**DIRECTIONS**
Below are some entries. Reproduce them word for word.

========================================================================

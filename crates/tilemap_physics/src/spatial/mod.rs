//! Spatial partitioning data structures
//!
//! Provides the static broad-phase index used to cull level shapes that
//! cannot touch a body before the exact SAT test runs.

mod quad_tree;

pub use quad_tree::{QuadTree, QuadTreeConfig, QuadTreeEntry, QuadTreeNode, Quadrant};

========================================================================

**SOLUTION FOR THIS TASK**
filename crates/tilemap_physics/src/spatial/mod.rs
//! Spatial partitioning data structures
//!
//! Provides the static broad-phase index used to cull level shapes that
//! cannot touch a body before the exact SAT test runs.

mod quad_tree;

pub use quad_tree::{QuadTree, QuadTreeConfig, QuadTreeEntry, QuadTreeNode, Quadrant};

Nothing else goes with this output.